Voyage en « Zone 2 » : la clé de la réussite de l’entraînement en course à pied ?

Les méthodes d’entraînement en course à pied sont régulièrement « revisitées » comme les recettes de gastronomie traditionnelle. Actuellement, on vante les mérites du « Zone 2 training ». En clair, on accumule les kilomètres courus à moyenne intensité. Que faut-il en penser ? Zatopek Magazine a mené l’enquête !

Les recommandations d’entraînement évoluent au fil du temps. C’est normal. Mais ce qui est étonnant avec notre époque, c’est que ces recommandations évoluent dans des sens radicalement différents.

D’un côté, on prône des exercices très courts et très intenses avec des méthodes regroupées sous les initiales HIIT (« high intensity interval training »). A l’extrême opposé, on trouve des méthodes comme cette fameuse « zone 2 training » qui préconise tout le contraire. Il faut faire ici des sorties longues, voire très longues, à une allure plutôt pépère et régulière.

La Zone 2, c’est quoi ?

La zone 2 se définit par une intensité d’effort comprise entre 60 et 70 % de la fréquence cardiaque maximale. Et si l’on n’a pas de cardio ? C’est facile. En zone 2, on est tout à fait capable de courir et de parler en même temps, même si c’est parfois de manière hachée. Pour les athlètes dilettantes, la zone 2 est une vitesse de course très naturelle. Elle l’est aussi pour les athlètes de l’élite, du moins ceux qui appliquent cette recommandation du « zone 2 training » de passer près de 70 % du temps consacré à l’entraînement à ces allures jugées faciles.

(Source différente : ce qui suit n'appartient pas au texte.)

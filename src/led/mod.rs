//! Addressable LED strip board.
//!
//! Requests look like `[0xE0, destination, source, len, command, arguments..., checksum]`.
//! Responses look like `[0xE0, destination, source, len, status, command, report, data..., checksum]`.
//! The checksum is the sum of all bytes after SYNC.
//!
//! After the handshake the board is driven with fire-and-forget pixel pushes:
//! responses are disabled, so [`LedBoard::write_pixels()`] never waits for the board.

use log::{debug, info, trace, warn};
#[cfg(feature = "serial2")]
use std::path::Path;
use std::time::Duration;

use crate::checksum::ChecksumKind;
use crate::{
	Bus, ChecksumPolicy, DeviceInfo, FrameFormat, HandshakeError, InvalidAddress, InvalidPixelCount, PixelColor,
	ReadError, RetryPolicy, TransferError, Transport, UnknownReport, WriteError,
};

mod command;
mod response;
mod surface;

pub use command::{command_id, Command, RESET_MAGIC};
pub use response::{Response, ResponseHeader, STATUS_OK};
pub use surface::{LedSurface, AIR_TOWER_COUNT, PIXELS_PER_STRIP};

/// The frame format of the LED board protocol.
pub const FORMAT: FrameFormat = FrameFormat {
	sync: 0xE0,
	escape: 0xD0,
	checksum: ChecksumKind::Sum,
	checksum_covers_sync: false,
	length_index: 3,
	length_offset: 5,
};

/// The default address of the board.
pub const BOARD_ADDRESS: u8 = 0x02;

/// The default address of the host.
pub const HOST_ADDRESS: u8 = 0x01;

/// The highest number of LEDs whose pixel data fits in a single frame.
pub const MAX_LED_COUNT: usize = (FrameFormat::MAX_LENGTH_FIELD - 1) / 3;

/// Settings for an LED board session.
#[derive(Debug, Clone, Eq, PartialEq)]
pub struct LedBoardConfig {
	/// The number of LEDs connected to the board.
	pub led_count: usize,

	/// The timeout for reading a single response.
	pub read_timeout: Duration,

	/// The retry budget for the reset handshake.
	pub retry: RetryPolicy,

	/// What to do with responses that have a bad checksum.
	pub checksum_policy: ChecksumPolicy,

	/// The address of the board, used as destination of requests.
	pub board_address: u8,

	/// The address of the host, used as source of requests.
	pub host_address: u8,
}

impl LedBoardConfig {
	/// Create a configuration for a board with the given number of LEDs.
	pub fn new(led_count: usize) -> Self {
		Self {
			led_count,
			read_timeout: Duration::from_secs(3),
			retry: RetryPolicy::fixed(30, Duration::from_secs(1)),
			checksum_policy: ChecksumPolicy::Warn,
			board_address: BOARD_ADDRESS,
			host_address: HOST_ADDRESS,
		}
	}

	/// Set the timeout for reading a single response.
	#[must_use]
	pub fn with_read_timeout(mut self, read_timeout: Duration) -> Self {
		self.read_timeout = read_timeout;
		self
	}

	/// Set the retry budget for the reset handshake.
	#[must_use]
	pub fn with_retry(mut self, retry: RetryPolicy) -> Self {
		self.retry = retry;
		self
	}

	/// Set the checksum policy.
	#[must_use]
	pub fn with_checksum_policy(mut self, checksum_policy: ChecksumPolicy) -> Self {
		self.checksum_policy = checksum_policy;
		self
	}

	/// Set the addresses of the board and the host.
	#[must_use]
	pub fn with_addresses(mut self, board_address: u8, host_address: u8) -> Self {
		self.board_address = board_address;
		self.host_address = host_address;
		self
	}
}

/// A connected LED board.
#[derive(Debug)]
pub struct LedBoard<T> {
	bus: Bus<T>,
	config: LedBoardConfig,
	body: Vec<u8>,
}

#[cfg(feature = "serial2")]
impl LedBoard<serial2::SerialPort> {
	/// Open a serial port and connect to the LED board.
	pub fn open(path: impl AsRef<Path>, config: LedBoardConfig) -> Result<Self, crate::ConnectError<std::io::Error>> {
		let serial_port = crate::transport::serial2::open(path).map_err(crate::ConnectError::Open)?;
		Ok(Self::connect(serial_port, config)?)
	}
}

impl<T> LedBoard<T>
where
	T: Transport,
{
	/// Connect to an LED board over an open transport.
	///
	/// This resets the board until it reports that it is ready,
	/// disables responses and sets the pixel count.
	///
	/// Fails with [`WriteError::PayloadTooLarge`] before anything is written
	/// if the board has more than [`MAX_LED_COUNT`] LEDs.
	pub fn connect(transport: T, config: LedBoardConfig) -> Result<Self, HandshakeError<T::Error>> {
		// The length field of a pixel push counts the command byte and three bytes per LED.
		let pixel_data_len = config.led_count.saturating_mul(3).saturating_add(1);
		FORMAT
			.check_length_field(pixel_data_len)
			.map_err(WriteError::<T::Error>::from)?;

		let bus = Bus::new(transport, FORMAT, config.read_timeout, config.checksum_policy);
		let mut board = Self {
			bus,
			config,
			body: Vec::with_capacity(256),
		};
		board.reset()?;

		// The board still answers this one, but the answer carries nothing of interest.
		board.send_command(&Command::SetResponse { enabled: false })?;
		match board.receive_response() {
			Ok(response) => trace!("response to set response: {:?}", response),
			Err(ReadError::Io(e)) => return Err(ReadError::Io(e).into()),
			Err(e) => debug!("no valid response to set response: {}", e),
		}

		board.send_command(&Command::SetPixelCount {
			count: board.config.led_count as u16,
		})?;
		info!("LED board ready with {} LEDs", board.config.led_count);
		Ok(board)
	}

	fn reset(&mut self) -> Result<(), HandshakeError<T::Error>> {
		let retry = self.config.retry.clone();
		retry.run(|attempt| {
			debug!("pinging LED board, attempt {}", attempt);
			match self.transfer(&Command::Reset) {
				Ok(Response::Ready) => Ok(Some(())),
				Ok(other) => {
					debug!("unexpected response to reset: {:?}", other);
					Ok(None)
				},
				Err(TransferError::ReadError(e)) if !matches!(e, ReadError::Io(_)) => {
					debug!("no valid response to reset: {}", e);
					Ok(None)
				},
				Err(e) => Err(e),
			}
		})?;
		info!("LED board connected");
		Ok(())
	}

	/// The configuration of the session.
	pub fn config(&self) -> &LedBoardConfig {
		&self.config
	}

	/// The number of LEDs connected to the board.
	pub fn led_count(&self) -> usize {
		self.config.led_count
	}

	/// Get a reference to the underlying transport.
	pub fn transport(&self) -> &T {
		self.bus.transport()
	}

	/// Encode and write a single command.
	///
	/// This does not wait for a response.
	pub fn send_command(&mut self, command: &Command) -> Result<(), WriteError<T::Error>> {
		command.encode_body(self.config.board_address, self.config.host_address, &mut self.body)?;
		self.bus.write_frame(&self.body)
	}

	/// Read and decode a single response.
	///
	/// Unexpected addresses are logged but do not fail the read.
	pub fn receive_response(&mut self) -> Result<Response, ReadError<T::Error>> {
		let frame = self.bus.read_frame()?;
		let header = ResponseHeader::parse(&frame)?;
		if let Err(e) = InvalidAddress::check(header.destination, self.config.host_address) {
			warn!("LED board response has unexpected destination: {}", e);
		}
		if let Err(e) = InvalidAddress::check(header.source, self.config.board_address) {
			warn!("LED board response has unexpected source: {}", e);
		}
		Ok(Response::decode(&frame)?)
	}

	/// Send a command and read the response.
	///
	/// Only useful for commands the board answers even with responses disabled, such as [`Command::GetInfo`].
	pub fn transfer(&mut self, command: &Command) -> Result<Response, TransferError<T::Error>> {
		self.send_command(command)?;
		Ok(self.receive_response()?)
	}

	/// Request the device information.
	pub fn device_info(&mut self) -> Result<DeviceInfo, TransferError<T::Error>> {
		match self.transfer(&Command::GetInfo)? {
			Response::Info(info) => Ok(info),
			other => Err(UnknownReport {
				report: other.command_id(),
			}
			.into()),
		}
	}

	/// Set the timeout after which the board turns the LEDs off if it receives no pixel data.
	pub fn set_timeout(&mut self, ms: u16) -> Result<(), WriteError<T::Error>> {
		self.send_command(&Command::SetTimeout { ms })
	}

	/// Set the color of every LED.
	///
	/// The buffer must have exactly one color for each LED.
	pub fn write_pixels(&mut self, colors: &[PixelColor]) -> Result<(), WriteError<T::Error>> {
		InvalidPixelCount::check(colors.len(), self.config.led_count)?;
		self.send_command(&Command::SetPixelData(colors))
	}

	/// Turn off all LEDs.
	pub fn clear(&mut self) -> Result<(), WriteError<T::Error>> {
		let colors = vec![PixelColor::BLACK; self.config.led_count];
		self.write_pixels(&colors)
	}

	/// Turn off all LEDs, close the session and get back the transport.
	///
	/// A failure to turn off the LEDs is logged.
	pub fn close(mut self) -> T {
		if let Err(e) = self.clear() {
			warn!("failed to turn off LEDs: {}", e);
		}
		self.bus.into_transport()
	}
}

On peut même monter jusqu’à 80 %.

ZoneFréquence cardiaque
Zone 150-60% de la fréquence cardiaque maximale
Zone 260-70% de la fréquence cardiaque maximale
Zone 370-80% de la fréquence cardiaque maximale
Zone 480-90% de la fréquence cardiaque maximale (on parle aussi de vitesse au seuil)
Zone 590-100% de la fréquence cardiaque maximale (entraînement HIIT)

Le chef de file de cette école s’appelle Inigo San Millan (53 ans). L’homme a grandi dans le Pays basque espagnol où il a d’abord mené une modeste carrière de coureur cycliste. A 21 ans, il est parti aux Etats-Unis pour réaliser des études de physiologie. Aujourd’hui, il est professeur à l’Université du Colorado (Etats-Unis) et chercheur dans un département qui étudie les mécanismes d’oxygénation cellulaire.

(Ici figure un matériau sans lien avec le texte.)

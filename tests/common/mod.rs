#![allow(dead_code)]

mod mock_transport;

pub use mock_transport::{chunked, MockHandle, MockTransport};
//! [`Transport`] trait to support reading/writing over different serial port implementations.

use std::time::Duration;

use crate::ReadError;

#[cfg(feature = "serial2")]
pub mod serial2;

/// Transports carry raw bytes between a session and a device.
///
/// The implementor of the trait must configure the serial line for 8 bits characters, 1 stop bit,
/// no parity and no flow control, at the baud rate used by the device ([`crate::BAUD_RATE`]).
///
/// A transport is owned by exactly one session.
pub trait Transport {
	/// The error type returned by the transport when reading or writing.
	type Error: std::fmt::Debug + std::fmt::Display;

	/// Discard the input buffer of the transport. Maybe a no-op on some platforms.
	fn discard_input_buffer(&mut self) -> Result<(), Self::Error>;

	/// Returns available bytes to read, blocking until at least one byte is available or the timeout expires.
	///
	/// Must return [`ReadError::Timeout`] if no data arrived before the timeout.
	fn read(&mut self, buffer: &mut [u8], timeout: Duration) -> Result<usize, ReadError<Self::Error>>;

	/// Write all bytes in the buffer to the transport.
	fn write_all(&mut self, buffer: &[u8]) -> Result<(), Self::Error>;
}

impl<T: Transport + ?Sized> Transport for Box<T> {
	type Error = T::Error;

	fn discard_input_buffer(&mut self) -> Result<(), Self::Error> {
		(**self).discard_input_buffer()
	}

	fn read(&mut self, buffer: &mut [u8], timeout: Duration) -> Result<usize, ReadError<Self::Error>> {
		(**self).read(buffer, timeout)
	}

	fn write_all(&mut self, buffer: &[u8]) -> Result<(), Self::Error> {
		(**self).write_all(buffer)
	}
}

Inigo San Millan est aussi actif dans le sport de haut niveau. Il fait partie de la formation cycliste UAE (celle des Emirats Arabes Unis) et gère en particulier la préparation physique du Slovène Tadej Pogacar, un des meilleurs coureurs contemporains. Inigo San Mullan est donc une pointure dans son domaine même si, sur sa fiche de présentation, on trouve aussi quelques lignes moins reluisantes. Avant de travailler au sein de l’équipe UAE, il figurait dans le staff technique de formations comme ONCE, Saunier-Duval ou Astana, toutes réputées pour leur grande tolérance à l’égard du dopage. On prendra donc ses explications scientifiques avec les réserves qu’on doit aux prises de position de tous ces chercheurs qui ne jouissent pas de la plus élémentaire des indépendances.

Des mitochondries à la chaîne

Mais quels sont les avantages du « zone 2 training » ? Pour Inigo San Millan, c’est simple. C’est la meilleure méthode pour multiplier le nombre de mitochondries présentes dans la cellule.

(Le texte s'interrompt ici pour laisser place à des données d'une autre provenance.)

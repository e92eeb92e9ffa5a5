use crate::InvalidParameterCount;

/// The bit of the system byte that is set while the test button is pressed.
pub const TEST_BUTTON: u8 = 0x80;

/// A snapshot of the switch inputs of a JVS node.
#[derive(Debug, Clone, Eq, PartialEq, Hash)]
pub struct SwitchState {
	system: u8,
	player_bytes: Vec<u8>,
	bytes_per_player: usize,
}

impl SwitchState {
	/// Parse the data of a switch read: one system byte followed by the bytes of each player.
	///
	/// Any data after the requested bytes is ignored.
	pub fn parse(data: &[u8], players: usize, bytes_per_player: usize) -> Result<Self, InvalidParameterCount> {
		let len = 1 + players * bytes_per_player;
		InvalidParameterCount::check_min(data.len(), len)?;
		Ok(Self {
			system: data[0],
			player_bytes: data[1..len].to_vec(),
			bytes_per_player,
		})
	}

	/// The system byte.
	pub fn system(&self) -> u8 {
		self.system
	}

	/// Check if the test button is pressed.
	pub fn test_button(&self) -> bool {
		self.system & TEST_BUTTON != 0
	}

	/// The bytes of all players, one player after the other.
	pub fn player_bytes(&self) -> &[u8] {
		&self.player_bytes
	}

	/// The number of players in the snapshot.
	pub fn player_count(&self) -> usize {
		match self.bytes_per_player {
			0 => 0,
			n => self.player_bytes.len() / n,
		}
	}

	/// The bytes of a single player, starting at player 0.
	///
	/// Returns `None` if the player is not in the snapshot or if players have no bytes at all.
	pub fn player(&self, index: usize) -> Option<&[u8]> {
		if self.bytes_per_player == 0 {
			return None;
		}
		let start = index.checked_mul(self.bytes_per_player)?;
		let end = start.checked_add(self.bytes_per_player)?;
		self.player_bytes.get(start..end)
	}
}

/// The state of the six air tower sensors.
///
/// The sensors sit in two towers, left and right, with three sensors each.
/// The left tower is wired to the second byte of player 1 and the right tower to the second byte of player 2.
/// A sensor is active while its bit is clear.
#[derive(Debug, Copy, Clone, Default, Eq, PartialEq, Hash)]
pub struct AirTowers {
	sensors: [bool; AirTowers::SENSOR_COUNT],
}

impl AirTowers {
	/// The number of sensors.
	pub const SENSOR_COUNT: usize = 6;

	/// The highest level.
	pub const MAX_LEVEL: u8 = 12;

	const SENSOR_BITS: [u8; 3] = [0x20, 0x10, 0x08];

	/// Decode the sensors from a switch state.
	///
	/// Returns `None` if the state has fewer than 4 player bytes.
	pub fn from_switches(state: &SwitchState) -> Option<Self> {
		let bytes = state.player_bytes();
		let left = *bytes.get(1)?;
		let right = *bytes.get(3)?;
		let mut sensors = [false; Self::SENSOR_COUNT];
		for (i, bit) in Self::SENSOR_BITS.iter().enumerate() {
			sensors[2 * i] = left & bit == 0;
			sensors[2 * i + 1] = right & bit == 0;
		}
		Some(Self { sensors })
	}

	/// The sensors from bottom to top, alternating between the left and right tower.
	pub fn sensors(&self) -> [bool; Self::SENSOR_COUNT] {
		self.sensors
	}

	/// The hand height as a level from 0 to [`Self::MAX_LEVEL`].
	///
	/// The level is derived from the lowest active sensor and the number of consecutive active sensors above it.
	pub fn level(&self) -> u8 {
		let Some(lowest) = self.sensors.iter().position(|&active| active) else {
			return 0;
		};
		let consecutive = self.sensors[lowest..].iter().take_while(|&&active| active).count();
		(lowest * 2 + consecutive).min(usize::from(Self::MAX_LEVEL)) as u8
	}

	/// The level scaled to the range 0.0 to 1.0.
	pub fn output(&self) -> f64 {
		f64::from(self.level()) / f64::from(Self::MAX_LEVEL)
	}
}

Des mitochondries ? Rappelons que ces organites jouent un rôle essentiel dans l’oxygénation tissulaire. Souvent, on les présente comme des petites centrales énergétiques. Elles permettent de transformer nos stocks de sucre et de graisse en molécules ATP (adénosine triphosphate) indispensables à la contraction musculaire. Plus elles sont nombreuses, plus on sera capable de produire ce précieux ATP. Et donc d’améliorer ses performances.

Le docteur David Hood (Université de Toronto) fait partie lui aussi de ces chercheurs littéralement passionnés par ces petits organites cellulaires et par leur origine vraisemblablement exogène. Cela signifie qu’elles ont été incorporées dans nos cellules dans un passé lointain, soit il y a deux milliards d’années environ. Cela leur vaut de jouir encore d’une certaine autonomie de fonctionnement grâce notamment aux bribes d’ADN qu’elles contiennent et qui permettent de remonter le fil des générations uniquement par le biais des mamans.

Hood s’intéresse plus spécifiquement au vieillissement des mitochondries et à la nécessité de remplacer les plus anciennes par des jeunes plus performantes.

On savait déjà que ce travail de remplacement était favorisé par l’habitude de s’adonner régulièrement à des exercices physiques. À présent, on sait aussi quelle intensité d’effort est la plus favorable au renouvellement. On vous le donne en mille ! Il s’agit évidemment de la fameuse zone 2 où l’intensité est suffisante pour activer les filières de production tout en évitant le déclin provoqué par des efforts plus intenses.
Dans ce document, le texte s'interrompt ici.